Si pour le moment, les militaires assurent vouloir rester en place pendant un an, “il n’y a aucune raison de penser que ce délai sera respecté. On revient dans la pire situation des années 80. C’est très grave”, estime Sophie Boisseau du Rocher.  Pour Jean-Louis Margolin, “c’est une question de rapport de force”. “Vu le passé entre guillemets ‘glorieux’ de l’armée birmane en matière de prorogation au pouvoir... La dernière fois qu’ils ont renversé un gouvernement civil, c’était en 1962 et ils sont restés au pouvoir pendant 50 ans”, rappelle l’historien avant d’évoquer également l’importance que jouent dans la région la Thaïlande et la Chine.

“Min Aung Hlaing a des relations personnelles assez étroites avec les militaires thaïlandais, qui eux même ont pris le pouvoir il y a quelques années, là encore face à une soi-disant atmosphère politique troublée. Il a aussi mené un certain nombre de négociations avec la Chine qui a toujours plutôt soutenu les hommes à poigne”, détaille l’historien. 

C’est d’ailleurs dans l’État d’Arakan, où est installé un gazoduc chinois, qu’ont eu lieu de nombreux massacres de Rohingyas. “Il est évident que la haute hiérarchie militaire, et donc Min Aung Hlaing, est courtisée par la Chine. Cette dernière ne peut pas s’implanter dans le pays sans l’accord de l’armée”, abonde Sophie Boisseau du Rocher. 
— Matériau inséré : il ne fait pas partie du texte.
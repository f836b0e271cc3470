//! Configuration management for headsetd
//!
//! Handles loading and validation of the JSON configuration file.
//! Configuration is stored at `~/.config/headsetd/config.json`.

use serde::{Deserialize, Serialize};
use std::fs;
use std::path::{Path, PathBuf};

use crate::capabilities::CAPABILITIES_FILE;

// ============================================================================
// Constants
// ============================================================================

/// Default config directory name
const CONFIG_DIR: &str = "headsetd";

/// Default config file name
const CONFIG_FILE: &str = "config.json";

// ============================================================================
// Main Configuration
// ============================================================================

/// Main configuration structure
#[derive(Debug, Clone, Serialize, Deserialize)]
pub struct Config {
    /// Capability table path (default: next to the config file)
    #[serde(default)]
    pub capabilities_file: Option<PathBuf>,

    /// Drop Docked/Undocked/TakenOff/PutOn events coming from the startup poll
    #[serde(default)]
    pub suppress_initial_state: bool,

    /// Reload the capability table when it changes on disk
    #[serde(default = "default_true")]
    pub watch_capabilities: bool,

    /// Configuration file path (not serialized)
    #[serde(skip)]
    pub config_path: Option<PathBuf>,
}

fn default_true() -> bool {
    true
}

impl Default for Config {
    fn default() -> Self {
        Self {
            capabilities_file: None,
            suppress_initial_state: false,
            watch_capabilities: true,
            config_path: None,
        }
    }
}

impl Config {
    /// Get the default config directory path
    pub fn default_config_dir() -> Option<PathBuf> {
        dirs::config_dir().map(|p| p.join(CONFIG_DIR))
    }

    /// Get the default config file path
    pub fn default_config_path() -> Option<PathBuf> {
        Self::default_config_dir().map(|p| p.join(CONFIG_FILE))
    }

    /// Load configuration from the default location
    ///
    /// Returns default config if file doesn't exist.
    pub fn load_default() -> Result<Self, ConfigError> {
        match Self::default_config_path() {
            Some(path) => Self::load(&path),
            None => {
                tracing::warn!("Could not determine config directory, using defaults");
                Ok(Self::default())
            }
        }
    }

    /// Load configuration from file path
    ///
    /// Returns default config if file doesn't exist.
    pub fn load<P: AsRef<Path>>(path: P) -> Result<Self, ConfigError> {
        let path = path.as_ref();

        if !path.exists() {
            tracing::info!(path = %path.display(), "Config file not found, using defaults");
            let mut config = Self::default();
            config.config_path = Some(path.to_path_buf());
            return Ok(config);
        }

        let contents = fs::read_to_string(path).map_err(ConfigError::IoError)?;
        let mut config: Config =
            serde_json::from_str(&contents).map_err(ConfigError::ParseError)?;

        config.validate()?;
        config.config_path = Some(path.to_path_buf());

        tracing::info!(
            path = %path.display(),
            capabilities = %config.capabilities_path().display(),
            suppress_initial_state = config.suppress_initial_state,
            watch_capabilities = config.watch_capabilities,
            "Configuration loaded"
        );

        Ok(config)
    }

    /// Reject settings that cannot work
    pub fn validate(&self) -> Result<(), ConfigError> {
        match &self.capabilities_file {
            Some(path) if path.as_os_str().is_empty() => Err(ConfigError::ValidationError(
                "capabilities_file must not be empty".to_string(),
            )),
            _ => Ok(()),
        }
    }

    /// Capability table location
    ///
    /// Configured path, else the default config directory, else the
    /// working directory.
    pub fn capabilities_path(&self) -> PathBuf {
        if let Some(path) = &self.capabilities_file {
            return path.clone();
        }
        Self::default_config_dir()
            .map(|dir| dir.join(CAPABILITIES_FILE))
            .unwrap_or_else(|| PathBuf::from(CAPABILITIES_FILE))
    }
}

// ============================================================================
// Error Types
// ============================================================================

/// Configuration error type
#[derive(Debug)]
pub enum ConfigError {
    /// I/O error reading/writing file
    IoError(std::io::Error),
    /// JSON parsing error
    ParseError(serde_json::Error),
    /// Validation error
    ValidationError(String),
}

impl std::fmt::Display for ConfigError {
    fn fmt(&self, f: &mut std::fmt::Formatter<'_>) -> std::fmt::Result {
        match self {
            ConfigError::IoError(e) => write!(f, "I/O error: {}", e),
            ConfigError::ParseError(e) => write!(f, "Parse error: {}", e),
            ConfigError::ValidationError(msg) => write!(f, "Validation error: {}", msg),
        }
    }
}

impl std::error::Error for ConfigError {
    fn source(&self) -> Option<&(dyn std::error::Error + 'static)> {
        match self {
            ConfigError::IoError(e) => Some(e),
            ConfigError::ParseError(e) => Some(e),
            ConfigError::ValidationError(_) => None,
        }
    }
}

// ============================================================================
// Tests
// ============================================================================

#[cfg(test)]
mod tests {
    use super::*;

    #[test]
    fn test_default_config() {
        let config = Config::default();
        assert!(config.capabilities_file.is_none());
        assert!(!config.suppress_initial_state);
        assert!(config.watch_capabilities);
    }

    #[test]
    fn test_config_json_parsing() {
        let json = r#"{
            "capabilities_file": "/etc/headsetd/DeviceCapabilities.csv",
            "suppress_initial_state": true
        }"#;

        let config: Config = serde_json::from_str(json).unwrap();
        assert_eq!(
            config.capabilities_path(),
            PathBuf::from("/etc/headsetd/DeviceCapabilities.csv")
        );
        assert!(config.suppress_initial_state);
        // Defaults should fill in missing fields
        assert!(config.watch_capabilities);
    }

    #[test]
    fn test_config_json_minimal() {
        let config: Config = serde_json::from_str("{}").unwrap();
        assert!(config.watch_capabilities);
        assert!(config.capabilities_path().ends_with(CAPABILITIES_FILE));
    }

    #[test]
    fn test_empty_capabilities_path_rejected() {
        let config = Config {
            capabilities_file: Some(PathBuf::new()),
            ..Default::default()
        };
        assert!(matches!(config.validate(), Err(ConfigError::ValidationError(_))));
    }

    #[test]
    fn test_load_missing_returns_defaults() {
        let dir = tempfile::tempdir().unwrap();
        let path = dir.path().join(CONFIG_FILE);

        let config = Config::load(&path).unwrap();
        assert!(config.watch_capabilities);
        assert_eq!(config.config_path, Some(path));
    }

    #[test]
    fn test_load_malformed_is_parse_error() {
        let dir = tempfile::tempdir().unwrap();
        let path = dir.path().join(CONFIG_FILE);
        fs::write(&path, "{ not json").unwrap();

        assert!(matches!(Config::load(&path), Err(ConfigError::ParseError(_))));
    }

    #[test]
    fn test_config_serialization() {
        let json = serde_json::to_string_pretty(&Config::default()).unwrap();
        assert!(json.contains("watch_capabilities"));
        assert!(!json.contains("config_path"));
    }
}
Les deux spécialistes sont en tout cas peu optimistes quant au sort d’Aung San Suu Kyi. Si Jean-Louis Margolin, estime que sa personnalité la protège en partie et l’expose plutôt à une expulsion du pays, Sophie Boisseau du Rocher reste plus circonspecte. Selon elle, beaucoup dépendra de la façon dont les militaires réussiront à s’allier avec les moines du pays et si les institutions religieuses adoubent le coup. Quant à Aung San Suu Kyi, “elle va être mise au secret. Elle a un tel charisme auprès de la population qu’elle représente un danger pour Min Aung Hlaing. Et elle est à présent victime d’une faiblesse qu’on lui reproche depuis plusieurs années: avoir fait le vide autour d’elle et ne pas avoir préparé la génération suivante”.